Heroes can come from anywhere, and they are often born out of unusual and sometimes tragic circumstances. Although in order to be a hero for others, they must first rise above their own fears and shortcomings. In this novel by indie author Pavarti K. Tyler, a young Muslim man faces his own demons in order to fight corruption in his home city.
Shadow on the Wall is the first installment in The SandStorm Chronicles, a new series about a Muslim superhero who battles the brutality of an organization called the RTK. The RTK is a corrupt group who wish to impose Muslim fundamentalist law in Turkey. Operating with the support of the mayor of the city of Elih, the RTK act as “morality police,” spreading terror and arresting people for any perceived infraction.

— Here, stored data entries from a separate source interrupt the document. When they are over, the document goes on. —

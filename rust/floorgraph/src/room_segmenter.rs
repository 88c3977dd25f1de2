// This Source Code Form is subject to the terms of the Mozilla Public
// License, v. 2.0. If a copy of the MPL was not distributed with this
// file, You can obtain one at https://mozilla.org/MPL/2.0/.

//! Room segmentation via flood fill over room-eligible pixels
//!
//! Every maximal 4-connected region of pixels whose category is not
//! excluded (exterior, wall, door, window) becomes one room. Ids are
//! assigned in row-major order of each region's first pixel, starting at 1.

use image::Luma;
use tracing::debug;

use crate::scheme::{CategorySet, LabelScheme};
use crate::types::{LabelImage, PixelBounds, Point2D, RegionMap, Room, RoomId, RoomType};

/// Output of room segmentation
#[derive(Debug, Clone)]
pub struct Segmentation {
    /// Room id per pixel, 0 for walls, openings and exterior
    pub region_map: RegionMap,
    /// Rooms ordered by id
    pub rooms: Vec<Room>,
}

/// Per-region accumulator filled during the flood fill
struct RegionStats {
    area: u32,
    bounds: PixelBounds,
    sum_x: u64,
    sum_y: u64,
    histogram: [u32; 256],
}

impl RegionStats {
    fn new(x: u32, y: u32) -> Self {
        Self {
            area: 0,
            bounds: PixelBounds::at(x, y),
            sum_x: 0,
            sum_y: 0,
            histogram: [0; 256],
        }
    }

    fn add(&mut self, x: u32, y: u32, code: u8) {
        self.area += 1;
        self.bounds.include(x, y);
        self.sum_x += x as u64;
        self.sum_y += y as u64;
        self.histogram[code as usize] += 1;
    }

    fn centroid(&self) -> Point2D {
        if self.area == 0 {
            return Point2D::new(self.bounds.min_x as f64, self.bounds.min_y as f64);
        }
        Point2D::new(
            self.sum_x as f64 / self.area as f64,
            self.sum_y as f64 / self.area as f64,
        )
    }
}

/// Partition a label image into rooms
///
/// Never fails: an image without eligible pixels yields no rooms.
pub fn segment_rooms(labels: &LabelImage, scheme: &LabelScheme) -> Segmentation {
    let (width, height) = labels.dimensions();
    let excluded = scheme.excluded_set();

    let mut region_map = RegionMap::new(width, height);
    let mut rooms = Vec::new();
    let mut next_id: RoomId = 1;

    for y in 0..height {
        for x in 0..width {
            if region_map.get_pixel(x, y).0[0] != 0 {
                continue;
            }
            if excluded.contains(labels.get_pixel(x, y).0[0]) {
                continue;
            }

            let stats = flood_fill_region(labels, &excluded, &mut region_map, x, y, next_id);
            rooms.push(Room {
                id: next_id,
                area: stats.area,
                room_type: classify_region(&stats.histogram, &excluded, scheme),
                bounds: stats.bounds,
                centroid: stats.centroid(),
            });
            next_id += 1;
        }
    }

    debug!(rooms = rooms.len(), width, height, "Segmented rooms");

    Segmentation { region_map, rooms }
}

/// Flood fill one region with an explicit stack, labelling it `id`
fn flood_fill_region(
    labels: &LabelImage,
    excluded: &CategorySet,
    region_map: &mut RegionMap,
    start_x: u32,
    start_y: u32,
    id: RoomId,
) -> RegionStats {
    let width = labels.width();
    let height = labels.height();

    let mut stats = RegionStats::new(start_x, start_y);
    region_map.put_pixel(start_x, start_y, Luma([id]));
    let mut stack = vec![(start_x, start_y)];

    while let Some((x, y)) = stack.pop() {
        stats.add(x, y, labels.get_pixel(x, y).0[0]);

        let mut visit = |nx: u32, ny: u32, stack: &mut Vec<(u32, u32)>| {
            if region_map.get_pixel(nx, ny).0[0] == 0
                && !excluded.contains(labels.get_pixel(nx, ny).0[0])
            {
                region_map.put_pixel(nx, ny, Luma([id]));
                stack.push((nx, ny));
            }
        };

        if x > 0 {
            visit(x - 1, y, &mut stack);
        }
        if x < width - 1 {
            visit(x + 1, y, &mut stack);
        }
        if y > 0 {
            visit(x, y - 1, &mut stack);
        }
        if y < height - 1 {
            visit(x, y + 1, &mut stack);
        }
    }

    stats
}

/// Dominant room type of a region from its category histogram
///
/// The most frequent non-excluded code wins. Ties go to the code listed
/// first in the scheme's room enumeration, then to the lowest unlisted
/// code. A winning code the scheme does not recognize maps to `Other`.
fn classify_region(histogram: &[u32; 256], excluded: &CategorySet, scheme: &LabelScheme) -> RoomType {
    let order_key = |code: u8| match scheme.rank_of(code) {
        Some(rank) => (0, rank),
        None => (1, code as usize),
    };

    let mut best: Option<(u8, u32)> = None;
    for (code, &count) in histogram.iter().enumerate() {
        let code = code as u8;
        if count == 0 || excluded.contains(code) {
            continue;
        }
        best = match best {
            Some((best_code, best_count))
                if best_count > count
                    || (best_count == count && order_key(best_code) < order_key(code)) =>
            {
                Some((best_code, best_count))
            }
            _ => Some((code, count)),
        };
    }

    best.and_then(|(code, _)| scheme.room_type_of(code))
        .unwrap_or(RoomType::Other)
}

In this book we are introduced to Recai Osman, the privileged son of deceased billionaire parents. After being forced to witness an act of extreme cruelty committed by the RTK, Recai retreats from the world and goes on a journey of self-discovery. Recai comes to terms with his own failure to act on that terrible day, and returns to Elih to assume control of his family’s corporation and fortune. Then with the help of his friend Maryam and pseudo father figure Hasad, Recai becomes The SandStorm and vows to bring down the evil powers that be.
In short, Shadow on the Wall is a new spin on the Batman mythos, though it is not a graphic novel and is also not suitable for children. But Tyler did more than just write a new Batman story. She made it her own, and took a risk by writing about a controversial topic like Muslim fundamentalism. This story could have been set anywhere in the world, but Tyler dared to set the story in Turkey and use Muslim characters, even though she is not Turkish or Muslim.
This is an ambitious and very unique story. It tackles some very heavy themes, including faith, honor, and the treatment of women. Tyler does not consider this to be a feminist novel, but there are prominent female characters in the story, each with her own opinion of Islam and of wearing the traditional headscarf and veil. Maryam sees her coverings as a comfort and protection, while the power-hungry Darya sees them as tools of subjugation. The issues regarding women in Islam were what I enjoyed most about this book.
It’s a solid story with interesting characters, though it might not be everyone’s cup of tea. But if you enjoy stories that challenge the way think and how you see other religions and cultures, then give Shadow on the Wall a try. And don’t worry if you think you don’t know enough about Islam to understand it; there is a glossary in the back of the book that explains some of the more obscure words and phrases.
Shadow on the Wall was nominated for several awards, and won the 2012 Next Generation Indie Book Award for general fiction. It’s great that in an industry dominated by about only six publishing conglomerates, indie authors are still finding their voice and receiving recognition. I’m psyched to find out what happens in Book Two of The SandStorm Chronicles!